Supplied entries
※ ※ ※

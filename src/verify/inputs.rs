use ndarray::{ArrayD, IxDyn};
use rand::rngs::SmallRng;
use rand::SeedableRng;
use rand_distr::{Distribution, StandardNormal};

use crate::positional::MAX_STABLE_POSITION;

/// Tolerances applied by the suites.
#[derive(Debug, Clone, PartialEq)]
pub struct Tolerances {
    pub norm_atol: f64,
    pub norm_rtol: f64,
    pub linearity: f64,
    pub relative_distance: f64,
    /// Encoder output vs the per-pair reference rotation (f32 storage)
    pub reference: f64,
    /// f16 storage vs f32 storage of the same input
    pub half_precision: f64,
    pub unit_magnitude: f64,
    pub dot_product: f64,
    pub shift_operator: f64,
    pub norm_variance: f64,
    pub cross_correlation: f64,
}

impl Default for Tolerances {
    fn default() -> Self {
        Self {
            norm_atol: 1e-5,
            norm_rtol: 1e-4,
            linearity: 1e-4,
            relative_distance: 1e-4,
            reference: 1e-5,
            half_precision: 1e-2,
            unit_magnitude: 1e-6,
            dot_product: 1e-6,
            shift_operator: 1e-6,
            norm_variance: 1e-12,
            cross_correlation: 0.5,
        }
    }
}

/// Inputs and thresholds for a suite run.
#[derive(Debug, Clone, PartialEq)]
pub struct SuiteConfig {
    /// Seed for every generated input; equal seeds give equal reports.
    pub seed: u64,
    pub batch: usize,
    pub seq_len: usize,
    /// Absolute shift `t` of the query/key pair
    pub shift: usize,
    /// Relative offset `k` between query and key
    pub offset: usize,
    pub decay_seq_len: usize,
    /// Required ratio of highest to lowest frequency variance
    pub decay_ratio: f64,
    pub long_position: usize,
    pub tolerances: Tolerances,
}

impl Default for SuiteConfig {
    fn default() -> Self {
        Self {
            seed: 0x5EED,
            batch: 2,
            seq_len: 10,
            shift: 2,
            offset: 5,
            decay_seq_len: 100,
            decay_ratio: 50.0,
            long_position: MAX_STABLE_POSITION,
            tolerances: Tolerances::default(),
        }
    }
}

impl SuiteConfig {
    pub(crate) fn rng(&self, stream: u64) -> SmallRng {
        SmallRng::seed_from_u64(self.seed ^ stream.wrapping_mul(0x9E37_79B9_7F4A_7C15))
    }
}

/// Independent standard normal samples.
pub(crate) fn standard_normal(rng: &mut SmallRng, shape: &[usize]) -> ArrayD<f32> {
    ArrayD::from_shape_fn(IxDyn(shape), |_| StandardNormal.sample(&mut *rng))
}

#[cfg(test)]
mod tests {
    use super::*;

    #[test]
    fn test_same_seed_same_inputs() {
        let config = SuiteConfig::default();
        let a = standard_normal(&mut config.rng(1), &[2, 3, 4]);
        let b = standard_normal(&mut config.rng(1), &[2, 3, 4]);
        let c = standard_normal(&mut config.rng(2), &[2, 3, 4]);
        assert_eq!(a, b);
        assert_ne!(a, c);
    }

    #[test]
    fn test_samples_look_standard_normal() {
        let config = SuiteConfig::default();
        let x = standard_normal(&mut config.rng(3), &[10_000]);
        let mean = x.mean().unwrap();
        let var = x.var(0.0);
        assert!(mean.abs() < 0.05, "mean {mean}");
        assert!((var - 1.0).abs() < 0.1, "variance {var}");
    }
}
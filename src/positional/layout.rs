//! Axis bookkeeping shared by the encoders: which axis holds positions, and
//! how a `[positions, dim]` table is reshaped to broadcast against an input of
//! arbitrary rank.

use ndarray::{Array2, ArrayD, IxDyn};

use crate::error::PositionalError;

/// Resolves a possibly negative position axis against `ndim` dimensions.
///
/// The trailing axis is the feature axis and can never be the position axis.
pub(crate) fn resolve_position_axis(
    position_axis: isize,
    ndim: usize,
) -> Result<usize, PositionalError> {
    if ndim < 2 {
        return Err(PositionalError::shape_mismatch(format!(
            "input needs a position axis and a feature axis, got {ndim} dimension(s)"
        )));
    }
    let resolved = if position_axis < 0 {
        ndim as isize + position_axis
    } else {
        position_axis
    };
    if resolved < 0 || resolved as usize >= ndim - 1 {
        return Err(PositionalError::InvalidAxis {
            axis: position_axis,
            ndim,
        });
    }
    Ok(resolved as usize)
}

pub(crate) fn check_feature_axis(shape: &[usize], dim: usize) -> Result<(), PositionalError> {
    match shape.last() {
        Some(&features) if features == dim => Ok(()),
        Some(&features) => Err(PositionalError::shape_mismatch(format!(
            "trailing axis has {features} features, encoder dimension is {dim}"
        ))),
        None => Err(PositionalError::shape_mismatch(
            "scalar input has no feature axis",
        )),
    }
}

/// Reshapes a `[positions, dim]` table to `[1, .., positions, .., 1, dim]`
/// with the positions on `position_axis`.
pub(crate) fn broadcastable<F>(
    table: Array2<F>,
    ndim: usize,
    position_axis: usize,
) -> Result<ArrayD<F>, PositionalError> {
    let (positions, dim) = table.dim();
    let mut shape = vec![1usize; ndim];
    shape[position_axis] = positions;
    shape[ndim - 1] = dim;
    Ok(table.into_shape_with_order(IxDyn(&shape))?)
}
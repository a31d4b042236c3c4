//! Utility types and helpers shared by the encoders and the verification suite
pub mod enums;
pub mod io;
pub mod math;
pub mod types;

// Re-export commonly used utilities
pub use enums::*;
pub use io::*;
pub use math::*;
pub use types::*;
//! Reference mathematics re-derived without touching the encoders.
//!
//! Everything here works one vector and one pair at a time with explicit 2x2
//! rotations, so a layout bug in an encoder's vectorised tables cannot hide
//! behind the same bug in its oracle.

use ndarray::{Array1, ArrayView1};

use crate::utils::PairingConvention;

/// `omega_i = 1 / base^(2i / dim)`.
pub fn reference_theta(dim: usize, base: f64) -> Vec<f64> {
    (0..dim / 2)
        .map(|i| 1.0 / base.powf((2 * i) as f64 / dim as f64))
        .collect()
}

/// `[[cos a, sin a], [-sin a, cos a]]`, the matrix taking `(sin wp, cos wp)`
/// to `(sin w(p + d), cos w(p + d))` when `a = w d`.
pub fn shift_matrix(angle: f64) -> [[f64; 2]; 2] {
    let (sin, cos) = angle.sin_cos();
    [[cos, sin], [-sin, cos]]
}

/// Rotates pair `i` of `v` counter-clockwise by `position * theta[i]`.
pub fn reference_rotate(
    v: ArrayView1<f64>,
    position: usize,
    theta: &[f64],
    convention: PairingConvention,
) -> Array1<f64> {
    let dim = v.len();
    let mut out = Array1::zeros(dim);
    for (i, &omega) in theta.iter().enumerate() {
        let (a, b) = convention.pair(i, dim);
        let (sin, cos) = (position as f64 * omega).sin_cos();
        out[a] = v[a] * cos - v[b] * sin;
        out[b] = v[a] * sin + v[b] * cos;
    }
    out
}

/// `[sin(p w_0), cos(p w_0), sin(p w_1), cos(p w_1), ...]`.
pub fn reference_sinusoid_row(position: usize, theta: &[f64]) -> Array1<f64> {
    let mut row = Array1::zeros(theta.len() * 2);
    for (i, &omega) in theta.iter().enumerate() {
        let (sin, cos) = (position as f64 * omega).sin_cos();
        row[2 * i] = sin;
        row[2 * i + 1] = cos;
    }
    row
}

/// `PE(p) . PE(q) = sum_i cos(w_i (p - q))`.
pub fn closed_form_dot(p: usize, q: usize, theta: &[f64]) -> f64 {
    let delta = p as f64 - q as f64;
    theta.iter().map(|omega| (omega * delta).cos()).sum()
}
//! Element types accepted by the encoders.
//!
//! Angles and their sines/cosines are evaluated in f64 and narrowed to a
//! [`TrigFloat`] (f32 or f64), never further. Half precision storage types
//! widen to f32 for the whole computation and are narrowed once, on the final
//! multiply-add.

use std::fmt;

use half::{bf16, f16};
use ndarray::NdFloat;

/// Float type that cosines, sines and the rotation are held in.
///
/// Only implemented for `f32` and `f64`.
pub trait TrigFloat: NdFloat {
    const NAME: &'static str;

    fn from_f64(value: f64) -> Self;
}

impl TrigFloat for f32 {
    const NAME: &'static str = "f32";

    fn from_f64(value: f64) -> Self {
        value as f32
    }
}

impl TrigFloat for f64 {
    const NAME: &'static str = "f64";

    fn from_f64(value: f64) -> Self {
        value
    }
}

/// Storage element type of an encoded array.
pub trait Scalar: Copy + fmt::Debug + Send + Sync + 'static {
    /// Precision used for every intermediate; never narrower than f32.
    type Compute: TrigFloat;

    const NAME: &'static str;

    fn widen(self) -> Self::Compute;

    fn narrow(value: Self::Compute) -> Self;
}

impl Scalar for f32 {
    type Compute = f32;
    const NAME: &'static str = "f32";

    fn widen(self) -> f32 {
        self
    }

    fn narrow(value: f32) -> Self {
        value
    }
}

impl Scalar for f64 {
    type Compute = f64;
    const NAME: &'static str = "f64";

    fn widen(self) -> f64 {
        self
    }

    fn narrow(value: f64) -> Self {
        value
    }
}

impl Scalar for f16 {
    type Compute = f32;
    const NAME: &'static str = "f16";

    fn widen(self) -> f32 {
        self.to_f32()
    }

    fn narrow(value: f32) -> Self {
        f16::from_f32(value)
    }
}

impl Scalar for bf16 {
    type Compute = f32;
    const NAME: &'static str = "bf16";

    fn widen(self) -> f32 {
        self.to_f32()
    }

    fn narrow(value: f32) -> Self {
        bf16::from_f32(value)
    }
}
use analytics::DidResult;
use chrono::{DateTime, Utc};
use core_types::{
    AnalysisPeriod, AnalysisStatus, ExclusionReason, ExperimentResult, MetricValueSnapshots,
};
use economics::{EconomicImpact, SkippedMetric};
use indexmap::IndexMap;
use insights::InsightAnalysis;
use serde::{Deserialize, Serialize};
use uuid::Uuid;

/// Schema version written on every new record.
pub const ANALYSIS_SCHEMA_VERSION: &str = "1.0.0";

/// One persisted analysis of one experiment result.
///
/// Records start as `processing`, then become `complete` with every stage output
/// filled in, or `failed` with `error` set and whatever was known at the time.
#[derive(Debug, Clone, PartialEq, Serialize, Deserialize)]
#[serde(rename_all = "camelCase")]
pub struct ExperimentAnalysis {
    pub experiment_id: String,
    pub analysis_id: Uuid,
    /// `generated_at` of the source experiment result.
    pub generated_at: String,
    pub did_results: IndexMap<String, DidResult>,
    pub economic_impact: Option<EconomicImpact>,
    pub metric_values_snapshot: MetricValueSnapshots,
    pub insights: Option<InsightAnalysis>,
    #[serde(default)]
    pub excluded_metrics: IndexMap<String, ExclusionReason>,
    #[serde(default)]
    pub unpriced_metrics: Vec<SkippedMetric>,
    pub analysis_timestamp: DateTime<Utc>,
    pub experiment_period: AnalysisPeriod,
    pub status: AnalysisStatus,
    #[serde(default, skip_serializing_if = "Option::is_none")]
    pub error: Option<String>,
    #[serde(default, skip_serializing_if = "Option::is_none")]
    pub updated_at: Option<DateTime<Utc>>,
    pub version: String,
}

impl ExperimentAnalysis {
    /// A fresh `processing` record for the given experiment result.
    pub fn processing(experiment: &ExperimentResult, analysis_id: Uuid, now: DateTime<Utc>) -> Self {
        Self {
            experiment_id: experiment.experiment_id.clone(),
            analysis_id,
            generated_at: experiment.generated_at.clone(),
            did_results: IndexMap::new(),
            economic_impact: None,
            metric_values_snapshot: MetricValueSnapshots::new(),
            insights: None,
            excluded_metrics: IndexMap::new(),
            unpriced_metrics: Vec::new(),
            analysis_timestamp: now,
            experiment_period: AnalysisPeriod::from(&experiment.experiment_period),
            status: AnalysisStatus::Processing,
            error: None,
            updated_at: None,
            version: ANALYSIS_SCHEMA_VERSION.to_string(),
        }
    }

    pub fn is_complete(&self) -> bool {
        self.status == AnalysisStatus::Complete
    }
}
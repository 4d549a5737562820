use thiserror::Error;

#[derive(Error, Debug, Clone, PartialEq)]
pub enum AnalyticsError {
    #[error("Cannot perform DiD analysis on an empty time series")]
    EmptySeries,

    #[error("Calculation produced a non-finite value for '{0}'")]
    NonFinite(&'static str),

    #[error("Summed sample sizes overflow a 64-bit count")]
    SampleSizeOverflow,
}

※ ※ ※

Task brief
Would you retype exactly the lines above, from the line with "every new record." to the line with "given experiment result.", with both end lines kept and nothing more?

Task solution
/// Schema version written on every new record.
pub const ANALYSIS_SCHEMA_VERSION: &str = "1.0.0";

/// One persisted analysis of one experiment result.
///
/// Records start as `processing`, then become `complete` with every stage output
/// filled in, or `failed` with `error` set and whatever was known at the time.
#[derive(Debug, Clone, PartialEq, Serialize, Deserialize)]
#[serde(rename_all = "camelCase")]
pub struct ExperimentAnalysis {
    pub experiment_id: String,
    pub analysis_id: Uuid,
    /// `generated_at` of the source experiment result.
    pub generated_at: String,
    pub did_results: IndexMap<String, DidResult>,
    pub economic_impact: Option<EconomicImpact>,
    pub metric_values_snapshot: MetricValueSnapshots,
    pub insights: Option<InsightAnalysis>,
    #[serde(default)]
    pub excluded_metrics: IndexMap<String, ExclusionReason>,
    #[serde(default)]
    pub unpriced_metrics: Vec<SkippedMetric>,
    pub analysis_timestamp: DateTime<Utc>,
    pub experiment_period: AnalysisPeriod,
    pub status: AnalysisStatus,
    #[serde(default, skip_serializing_if = "Option::is_none")]
    pub error: Option<String>,
    #[serde(default, skip_serializing_if = "Option::is_none")]
    pub updated_at: Option<DateTime<Utc>>,
    pub version: String,
}

impl ExperimentAnalysis {
    /// A fresh `processing` record for the given experiment result.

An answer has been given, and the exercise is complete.